GM Shoots for Sustainable Tire Sourcing
GM purchases an estimated 49 million tires annually and believes sourcing them sustainably has a number of community, business and environmental benefits.
DETROIT – General Motors launches an industry-first sustainable tire-purchasing initiative it hopes will drive the industry toward net-zero deforestation and improve human and labor rights.
“Our supplier partners are an extension of our company,” says Steve Kiefer, senior vice president-Global Purchasing and Supply Chain at GM. “We want to encourage affordable, safer and cleaner options for our customers that drive value to both our organization and the communities in which we work.”
Flanked here by executives from major tire makers Bridgestone, Continental, Goodyear and Michelin, Kiefer says he does not expect the program to add cost to the tires.

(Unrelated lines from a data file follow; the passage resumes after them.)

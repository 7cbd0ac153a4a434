#![forbid(unsafe_code)]
#![deny(warnings)]
#![cfg_attr(not(test), deny(clippy::all))]

//! # Tollgate
//!
//! Token-bucket admission control that stays consistent across processes and keeps
//! enforcing limits when the shared store goes away.
//!
//! ## Features
//!
//! - **Token buckets with grace tokens**: fractional lazy refill, a non-refilling grace
//!   allowance spent after normal tokens, clock-skew safe
//! - **Atomic remote buckets**: one script call per decision, so every process sharing
//!   the store sees the same count
//! - **Circuit-broken failover** to process-local buckets with the same semantics
//! - **Key and limit resolution**: user > client > path > global keys, dynamic per-key
//!   limits over a static route table over a global default
//! - **Tower middleware** that turns a denial into a `RateLimited` error with a retry hint
//!
//! ## Quick Start
//!
//! ```rust
//! use tollgate::{AdmissionController, InMemoryTokenBucketStore, RemoteBucket, RequestAttributes};
//!
//! #[tokio::main]
//! async fn main() {
//!     let store = InMemoryTokenBucketStore::new();
//!     let controller = AdmissionController::builder(RemoteBucket::new(store)).build();
//!
//!     let attrs = RequestAttributes::new("/orders").with_user_id("u1");
//!     for _ in 0..7 {
//!         assert!(controller.admit(&attrs, 1_000).await);
//!     }
//!     // 5 tokens + 2 grace under the default limits.
//!     assert!(!controller.admit(&attrs, 1_000).await);
//! }
//! ```

pub mod adaptive;
pub mod bucket;
pub mod circuit_breaker;
pub mod circuit_breaker_registry;
pub mod clock;
pub mod controller;
pub mod error;
pub mod guard;
pub mod local;
pub mod middleware;
pub mod remote;
pub mod resolver;
#[cfg(feature = "settings")]
pub mod settings;
pub mod strategy;
pub mod telemetry;
pub mod timeout;

// Re-exports
pub use adaptive::DynamicConfig;
pub use bucket::{BucketConfig, BucketConfigError, BucketState, TokenKind};
pub use circuit_breaker::{
    BreakerOpen, CallPermit, CircuitBreaker, CircuitBreakerConfig, CircuitBreakerError,
    CircuitState, Transition,
};
pub use circuit_breaker_registry::{
    CircuitBreakerHandle, CircuitBreakerRegistry, CircuitBreakerRegistryError,
    InMemoryCircuitBreakerRegistry,
};
pub use clock::{Clock, ManualClock, MonotonicClock, SystemClock};
pub use controller::{Admission, AdmissionController, AdmissionControllerBuilder};
pub use error::{AdmissionError, ConfigError, RemoteError, StoreError};
pub use guard::{
    DecisionPath, DegradedMode, FailureGuard, FallbackReason, GuardedDecision, LocalGrace,
};
pub use local::LocalBucket;
pub use middleware::{AdmissionLayer, AdmissionService};
pub use remote::{InMemoryTokenBucketStore, RemoteBucket, ScriptArgs, TokenBucketStore};
pub use resolver::{
    ConfigOrigin, ConfigRecord, ConfigSource, InMemoryConfigSource, KeyScheme, LimitResolver,
    LimitingKey, NoConfigSource, RequestAttributes, Resolution, RouteTable,
};
#[cfg(feature = "settings")]
pub use settings::{AdmissionSettings, SettingsError};
pub use strategy::BucketStrategy;
pub use telemetry::{AdmissionEvent, LogSink, MemorySink, NullSink, TelemetrySink};
pub use timeout::TimeoutPolicy;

“It should maintain or even improve our cost structure,” he says.
GM purchases an estimated 49 million tires annually and believes sourcing them sustainably has a number of community, business and environmental benefits, such as addressing climate change, improving yield and quality for natural rubber farmers and mitigating business risk by ensuring long-term availability of the material.

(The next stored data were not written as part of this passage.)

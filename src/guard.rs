//! Failure guard: remote decisions behind a circuit breaker, local decisions when the
//! remote path is unavailable.
//!
//! # Behavior
//!
//! - Breaker **closed** (or a half-open probe slot is free): ask the primary strategy.
//!   An answer is final. A failure is recorded on the breaker and the same request is
//!   decided by the fallback.
//! - Breaker **open**: skip the remote call entirely and decide with the fallback.
//!
//! The fallback is chosen by [`DegradedMode`]. The default keeps enforcing limits with a
//! process-local [`LocalBucket`], so a store outage never turns into unlimited traffic.
//! Local decisions are per process: across N processes the effective limit during an
//! outage is up to N times the configured one.

use crate::bucket::BucketConfig;
use crate::circuit_breaker::{CircuitBreaker, CircuitState, Transition};
use crate::error::RemoteError;
use crate::local::LocalBucket;
use crate::strategy::BucketStrategy;
use crate::telemetry::{
    emit_best_effort, AdmissionEvent, CircuitBreakerEvent, DecisionEvent, NullSink, RemoteEvent,
    TelemetrySink,
};
use std::fmt;
use std::sync::Arc;

/// What to do when the remote path cannot decide.
#[derive(Debug, Clone, Copy, PartialEq, Eq, Default)]
#[cfg_attr(feature = "settings", derive(serde::Serialize, serde::Deserialize))]
#[cfg_attr(feature = "settings", serde(rename_all = "snake_case"))]
pub enum DegradedMode {
    /// Decide with the process-local bucket.
    #[default]
    LocalBucket,
    /// Admit everything until the store is back.
    FailOpen,
    /// Deny everything until the store is back.
    FailClosed,
}

/// How the local fallback accounts for grace tokens.
#[derive(Debug, Clone, Copy, PartialEq, Eq, Default)]
#[cfg_attr(feature = "settings", derive(serde::Serialize, serde::Deserialize))]
#[cfg_attr(feature = "settings", serde(rename_all = "snake_case"))]
pub enum LocalGrace {
    /// Separate, non-refilling grace counter, exactly like the remote bucket.
    #[default]
    Separate,
    /// Grace folded into capacity, so it refills like normal tokens.
    Folded,
}

/// Why a request was not decided remotely.
#[derive(Debug, Clone, Copy, PartialEq, Eq)]
pub enum FallbackReason {
    /// The breaker is open; no remote call was made.
    CircuitOpen,
    /// The remote call was made and failed.
    RemoteFailure,
}

/// Which path produced a decision.
#[derive(Debug, Clone, Copy, PartialEq, Eq)]
pub enum DecisionPath {
    Remote,
    LocalFallback(FallbackReason),
    /// Decided by [`DegradedMode::FailOpen`] or [`DegradedMode::FailClosed`].
    Degraded(FallbackReason),
}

An estimated 12 million tons of rubber is harvested annually and tire companies buy 75%. Despite the emergence of alternative materials for tires, future demand for natural rubber is expected to increase, says Jim DeMouy, vice president-Environmental, Health, Safety and Sustainability at Bridgestone.
Kiefer says the initiative is in its early stages and declines to offer a timeline for its implementation, but expects other automakers will follow suit to give the program momentum.
“We don’t know how big the issue is or how deep it goes,” he says of tracing rubber purchases back to what often are small, single-family farms in emerging Southeast Asian countries. “We’ll know more in couple of months (and) hopefully get some energy from around the industry and we can accelerate the progress.”
In addition to tire makers and other OEMs, GM says it also will be working with governments, rubber-making associations and environmental NGOs to drive alignment on the topic and reduce supply-chain complexity.